Extract each record and reproduce it exactly.

Start of Records to use

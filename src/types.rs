//! Domain types for color-guess.
//!
//! Difficulty modes, the hex color value, and round outcomes.

use std::fmt;
use std::str::FromStr;

use serde::{Deserialize, Serialize};

use crate::error::ColorParseError;

// ============================================================================
// PRIMITIVES
// ============================================================================

/// Largest 24-bit RGB value (`#ffffff`).
pub const MAX_RGB: u32 = 0xFF_FFFF;

/// Number of distinct colors in the 24-bit RGB space.
pub const COLOR_SPACE: usize = MAX_RGB as usize + 1;

/// An RGB color, displayed as `#` followed by six lowercase hex digits.
///
/// Stored as the packed `0xRRGGBB` integer, so two colors are equal
/// exactly when their canonical strings are equal.
#[derive(Debug, Clone, Copy, PartialEq, Eq, Hash, PartialOrd, Ord)]
pub struct HexColor(u32);

impl HexColor {
    /// Build a color from a packed `0xRRGGBB` value.
    ///
    /// Bits above the low 24 are discarded.
    pub const fn from_u32(value: u32) -> Self {
        HexColor(value & MAX_RGB)
    }

    /// Build a color from its three channels.
    pub const fn from_rgb(r: u8, g: u8, b: u8) -> Self {
        HexColor(((r as u32) << 16) | ((g as u32) << 8) | b as u32)
    }

    /// The packed `0xRRGGBB` value.
    pub const fn value(self) -> u32 {
        self.0
    }

    /// The red, green and blue channels.
    pub const fn rgb(self) -> (u8, u8, u8) {
        ((self.0 >> 16) as u8, (self.0 >> 8) as u8, self.0 as u8)
    }

    /// The next color in the space, wrapping `#ffffff` to `#000000`.
    pub const fn wrapping_next(self) -> Self {
        HexColor::from_u32(self.0.wrapping_add(1))
    }
}

impl fmt::Display for HexColor {
    fn fmt(&self, f: &mut fmt::Formatter<'_>) -> fmt::Result {
        write!(f, "#{:06x}", self.0)
    }
}

impl FromStr for HexColor {
    type Err = ColorParseError;

    fn from_str(s: &str) -> Result<Self, Self::Err> {
        crate::color::parse_hex(s)
    }
}

impl Serialize for HexColor {
    fn serialize<S>(&self, serializer: S) -> Result<S::Ok, S::Error>
    where
        S: serde::Serializer,
    {
        serializer.collect_str(self)
    }
}

impl<'de> Deserialize<'de> for HexColor {
    fn deserialize<D>(deserializer: D) -> Result<Self, D::Error>
    where
        D: serde::Deserializer<'de>,
    {
        let s = String::deserialize(deserializer)?;
        s.parse().map_err(serde::de::Error::custom)
    }
}

// ============================================================================
// GAME MODES
// ============================================================================

/// Difficulty tier. Controls how many options a round offers.
#[derive(Debug, Clone, Copy, PartialEq, Eq, Hash, Serialize, Deserialize)]
#[serde(rename_all = "lowercase")]
pub enum GameMode {
    Beginner,
    Intermediate,
    Advanced,
    Master,
}

impl GameMode {
    /// All modes in menu order.
    pub const ALL: [GameMode; 4] = [
        GameMode::Beginner,
        GameMode::Intermediate,
        GameMode::Advanced,
        GameMode::Master,
    ];

    /// Number of color options shown in a round of this mode.
    pub const fn option_count(self) -> usize {
        match self {
            GameMode::Beginner => 4,
            GameMode::Intermediate => 6,
            GameMode::Advanced => 8,
            GameMode::Master => 10,
        }
    }

    /// Display name.
    pub const fn label(self) -> &'static str {
        match self {
            GameMode::Beginner => "Beginner",
            GameMode::Intermediate => "Intermediate",
            GameMode::Advanced => "Advanced",
            GameMode::Master => "Master",
        }
    }

    /// Position in [`GameMode::ALL`].
    pub fn index(self) -> usize {
        GameMode::ALL
            .iter()
            .position(|&m| m == self)
            .unwrap_or_default()
    }
}

impl fmt::Display for GameMode {
    fn fmt(&self, f: &mut fmt::Formatter<'_>) -> fmt::Result {
        f.write_str(self.label())
    }
}

// ============================================================================
// OUTCOMES
// ============================================================================

/// Result of a submitted guess.
#[derive(Debug, Clone, Copy, PartialEq, Eq, Serialize)]
pub struct Outcome {
    /// The color the player picked.
    pub guess: HexColor,
    /// Whether it matched the target.
    pub correct: bool,
}

impl Outcome {
    /// Heading shown on the result screen.
    pub const fn headline(&self) -> &'static str {
        if self.correct { "Correct!" } else { "Incorrect!" }
    }
}

// ============================================================================
// CONFIGURATION
// ============================================================================

/// Output format for the non-interactive commands.
#[derive(Debug, Clone, Copy, PartialEq, Eq, Default)]
pub enum OutputFormat {
    /// Human-readable pretty output.
    #[default]
    Human,
    /// Machine-readable JSON.
    Json,
}

/// Default bound on consecutive duplicate draws when building options.
pub const DEFAULT_MAX_DRAW_ATTEMPTS: u32 = 64;

/// Configuration for option set building.
#[derive(Debug, Clone, Copy, PartialEq, Eq)]
pub struct OptionConfig {
    /// Consecutive rejected draws before falling back to a deterministic
    /// walk of the color space.
    pub max_draw_attempts: u32,
}

impl Default for OptionConfig {
    fn default() -> Self {
        Self {
            max_draw_attempts: DEFAULT_MAX_DRAW_ATTEMPTS,
        }
    }
}

// ============================================================================
// TESTS
// ============================================================================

End of Records to use

» **Solution to this exercise**:
filename src/types.rs
//! Domain types for color-guess.
//!
//! Difficulty modes, the hex color value, and round outcomes.

use std::fmt;
use std::str::FromStr;

use serde::{Deserialize, Serialize};

use crate::error::ColorParseError;

// ============================================================================
// PRIMITIVES
// ============================================================================

/// Largest 24-bit RGB value (`#ffffff`).
pub const MAX_RGB: u32 = 0xFF_FFFF;

/// Number of distinct colors in the 24-bit RGB space.
pub const COLOR_SPACE: usize = MAX_RGB as usize + 1;

/// An RGB color, displayed as `#` followed by six lowercase hex digits.
///
/// Stored as the packed `0xRRGGBB` integer, so two colors are equal
/// exactly when their canonical strings are equal.
#[derive(Debug, Clone, Copy, PartialEq, Eq, Hash, PartialOrd, Ord)]
pub struct HexColor(u32);

impl HexColor {
    /// Build a color from a packed `0xRRGGBB` value.
    ///
    /// Bits above the low 24 are discarded.
    pub const fn from_u32(value: u32) -> Self {
        HexColor(value & MAX_RGB)
    }

    /// Build a color from its three channels.
    pub const fn from_rgb(r: u8, g: u8, b: u8) -> Self {
        HexColor(((r as u32) << 16) | ((g as u32) << 8) | b as u32)
    }

    /// The packed `0xRRGGBB` value.
    pub const fn value(self) -> u32 {
        self.0
    }

    /// The red, green and blue channels.
    pub const fn rgb(self) -> (u8, u8, u8) {
        ((self.0 >> 16) as u8, (self.0 >> 8) as u8, self.0 as u8)
    }

    /// The next color in the space, wrapping `#ffffff` to `#000000`.
    pub const fn wrapping_next(self) -> Self {
        HexColor::from_u32(self.0.wrapping_add(1))
    }
}

impl fmt::Display for HexColor {
    fn fmt(&self, f: &mut fmt::Formatter<'_>) -> fmt::Result {
        write!(f, "#{:06x}", self.0)
    }
}

impl FromStr for HexColor {
    type Err = ColorParseError;

    fn from_str(s: &str) -> Result<Self, Self::Err> {
        crate::color::parse_hex(s)
    }
}

impl Serialize for HexColor {
    fn serialize<S>(&self, serializer: S) -> Result<S::Ok, S::Error>
    where
        S: serde::Serializer,
    {
        serializer.collect_str(self)
    }
}

impl<'de> Deserialize<'de> for HexColor {
    fn deserialize<D>(deserializer: D) -> Result<Self, D::Error>
    where
        D: serde::Deserializer<'de>,
    {
        let s = String::deserialize(deserializer)?;
        s.parse().map_err(serde::de::Error::custom)
    }
}

// ============================================================================
// GAME MODES
// ============================================================================

/// Difficulty tier. Controls how many options a round offers.
#[derive(Debug, Clone, Copy, PartialEq, Eq, Hash, Serialize, Deserialize)]
#[serde(rename_all = "lowercase")]
pub enum GameMode {
    Beginner,
    Intermediate,
    Advanced,
    Master,
}

impl GameMode {
    /// All modes in menu order.
    pub const ALL: [GameMode; 4] = [
        GameMode::Beginner,
        GameMode::Intermediate,
        GameMode::Advanced,
        GameMode::Master,
    ];

    /// Number of color options shown in a round of this mode.
    pub const fn option_count(self) -> usize {
        match self {
            GameMode::Beginner => 4,
            GameMode::Intermediate => 6,
            GameMode::Advanced => 8,
            GameMode::Master => 10,
        }
    }

    /// Display name.
    pub const fn label(self) -> &'static str {
        match self {
            GameMode::Beginner => "Beginner",
            GameMode::Intermediate => "Intermediate",
            GameMode::Advanced => "Advanced",
            GameMode::Master => "Master",
        }
    }

    /// Position in [`GameMode::ALL`].
    pub fn index(self) -> usize {
        GameMode::ALL
            .iter()
            .position(|&m| m == self)
            .unwrap_or_default()
    }
}

impl fmt::Display for GameMode {
    fn fmt(&self, f: &mut fmt::Formatter<'_>) -> fmt::Result {
        f.write_str(self.label())
    }
}

// ============================================================================
// OUTCOMES
// ============================================================================

/// Result of a submitted guess.
#[derive(Debug, Clone, Copy, PartialEq, Eq, Serialize)]
pub struct Outcome {
    /// The color the player picked.
    pub guess: HexColor,
    /// Whether it matched the target.
    pub correct: bool,
}

impl Outcome {
    /// Heading shown on the result screen.
    pub const fn headline(&self) -> &'static str {
        if self.correct { "Correct!" } else { "Incorrect!" }
    }
}

// ============================================================================
// CONFIGURATION
// ============================================================================

/// Output format for the non-interactive commands.
#[derive(Debug, Clone, Copy, PartialEq, Eq, Default)]
pub enum OutputFormat {
    /// Human-readable pretty output.
    #[default]
    Human,
    /// Machine-readable JSON.
    Json,
}

/// Default bound on consecutive duplicate draws when building options.
pub const DEFAULT_MAX_DRAW_ATTEMPTS: u32 = 64;

/// Configuration for option set building.
#[derive(Debug, Clone, Copy, PartialEq, Eq)]
pub struct OptionConfig {
    /// Consecutive rejected draws before falling back to a deterministic
    /// walk of the color space.
    pub max_draw_attempts: u32,
}

impl Default for OptionConfig {
    fn default() -> Self {
        Self {
            max_draw_attempts: DEFAULT_MAX_DRAW_ATTEMPTS,
        }
    }
}

// ============================================================================
// TESTS
// ============================================================================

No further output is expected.